Withdrawals · On-chain · Hands-on tracing

Withdrawal not arrived? Take the TxID to a block explorer and find out

A withdrawal transaction shown on a block explorer, displaying its transaction hash and confirmation count
When a withdrawal doesn't show up, there's usually a trail to follow. A transfer that's gone on-chain has a status anyone can look up on a block explorer. Learn to check it and you stop panicking.

Late one evening a friend pinged me, clearly rattled: "I withdrew some USDT from Binance to another wallet, it's been over half an hour and still nothing, has it been swallowed?" I told him to stop guessing and send me the transaction hash for that withdrawal. One look it up on a block explorer and the status was written plain as day, on-chain, arrived, done. He just hadn't refreshed the new wallet and was still staring at the old balance. He reopened the app, pulled to refresh, and the money was sitting right there.

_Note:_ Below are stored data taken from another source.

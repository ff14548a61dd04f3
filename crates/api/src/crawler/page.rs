//! HTML page text extraction.

use std::sync::LazyLock;

use scraper::{ElementRef, Html, Selector};
use serde::Serialize;

/// Default cap on extracted text.
pub const DEFAULT_MAX_CHARS: usize = 12_000;

static TITLE: LazyLock<Selector> =
    LazyLock::new(|| Selector::parse("title").expect("Invalid selector"));
static META_DESCRIPTION: LazyLock<Selector> = LazyLock::new(|| {
    Selector::parse(r#"meta[name="description"], meta[property="og:description"]"#)
        .expect("Invalid selector")
});
static HEADINGS: LazyLock<Selector> =
    LazyLock::new(|| Selector::parse("h1, h2, h3").expect("Invalid selector"));
static BODY_TEXT: LazyLock<Selector> =
    LazyLock::new(|| Selector::parse("p, li").expect("Invalid selector"));

/// Text extracted from one page.
#[derive(Debug, Clone, Default, PartialEq, Eq, Serialize)]
pub struct PageContent {
    pub url: String,
    pub title: Option<String>,
    pub meta_description: Option<String>,
    pub headings: Vec<String>,
    /// Paragraph and list text, one block per line.
    pub text: String,
}

impl PageContent {
    /// Render the page as a compact plain-text block for prompts.
    #[must_use]
    pub fn to_prompt_text(&self) -> String {
        let mut out = format!("URL: {}\n", self.url);
        if let Some(title) = &self.title {
            out.push_str(&format!("Title: {title}\n"));
        }
        if let Some(desc) = &self.meta_description {
            out.push_str(&format!("Description: {desc}\n"));
        }
        if !self.headings.is_empty() {
            out.push_str(&format!("Headings: {}\n", self.headings.join(" | ")));
        }
        if !self.text.is_empty() {
            out.push_str(&self.text);
            out.push('\n');
        }
        out
    }
}

/// Extract title, meta description, headings and body text from HTML.
///
/// Whitespace inside every block is collapsed. Headings and text together
/// are capped at `max_chars` characters; the block that crosses the cap is
/// cut and the rest dropped.
#[must_use]
pub fn extract_page(url: &str, html: &str, max_chars: usize) -> PageContent {
    let document = Html::parse_document(html);

    let title = document
        .select(&TITLE)
        .next()
        .map(element_text)
        .filter(|t| !t.is_empty());

    let meta_description = document
        .select(&META_DESCRIPTION)
        .filter_map(|e| e.value().attr("content"))
        .map(collapse_whitespace)
        .find(|d| !d.is_empty());

    let mut budget = max_chars;
    let headings = take_within_budget(document.select(&HEADINGS).map(element_text), &mut budget);
    let blocks = take_within_budget(document.select(&BODY_TEXT).map(element_text), &mut budget);

    PageContent {
        url: url.to_string(),
        title,
        meta_description,
        headings,
        text: blocks.join("\n"),
    }
}

fn element_text(element: ElementRef<'_>) -> String {
    collapse_whitespace(&element.text().collect::<Vec<_>>().join(" "))
}

/// Collapse runs of whitespace into single spaces and trim.
#[must_use]
pub fn collapse_whitespace(s: &str) -> String {
    s.split_whitespace().collect::<Vec<_>>().join(" ")
}

fn take_within_budget(blocks: impl Iterator<Item = String>, budget: &mut usize) -> Vec<String> {
    let mut out = Vec::new();
    for block in blocks.filter(|b| !b.is_empty()) {
        if *budget == 0 {
            break;
        }
        let len = block.chars().count();
        if len <= *budget {
            *budget -= len;
            out.push(block);
        } else {
            out.push(block.chars().take(*budget).collect());
            *budget = 0;
        }
    }
    out
}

When a withdrawal "hasn't arrived," genuinely lost coins are the rare case. Far more often it's just the surface of things: not refreshed, not enough confirmations yet, or you simply checked the wrong place. This piece walks you through a check you can run yourself: first work out where it went, then use the transaction hash to look up exactly what happened on-chain, read the confirmations, and finally tell apart a false alarm from a real problem.

First split it: to another exchange, or to an on-chain wallet

Step one is always to work out where the money was actually sent, because the two cases are checked completely differently:

  • To another exchange or platform: the money lands in their deposit address, and whether it shows up is also subject to their crediting rules. On-chain arrival doesn't mean they'll display it instantly, they may still run their own confirmation and crediting process.
  • To your own on-chain wallet (MetaMask, a hardware wallet, etc.): the money goes straight to an on-chain address, and arrival depends entirely on the status of that on-chain transaction. This is the case best suited to checking yourself on a block explorer.

Telling these apart saves you a mountain of fruitless hunting. If it doesn't show at the other platform but the chain says "arrived," the place to ask is the other platform, not Binance.

i

An easily missed point: the balance shown by a wallet or platform sometimes doesn't refresh in real time. It's arrived on-chain, yet the app still shows the old number. Fully quit and reopen, or manually refresh the assets page first, and a lot of "didn't arrive" turns out to be exactly this kind of false alarm. Before you check the chain, do this easiest step first.

What a TxID is, and where to find it

The TxID (Transaction ID, the transaction hash) is the "ID number" of every on-chain transfer, a long string of letters and digits, unique across the whole network. With it, you can look up all the public status of that transaction on a block explorer: the sending and receiving addresses, the amount, the time, the confirmation count, success or failure. After a withdrawal succeeds, open that entry in your withdrawal history and you'll usually see a "transaction hash / TxID" field with a copy button beside it. Copy it and take it to the explorer.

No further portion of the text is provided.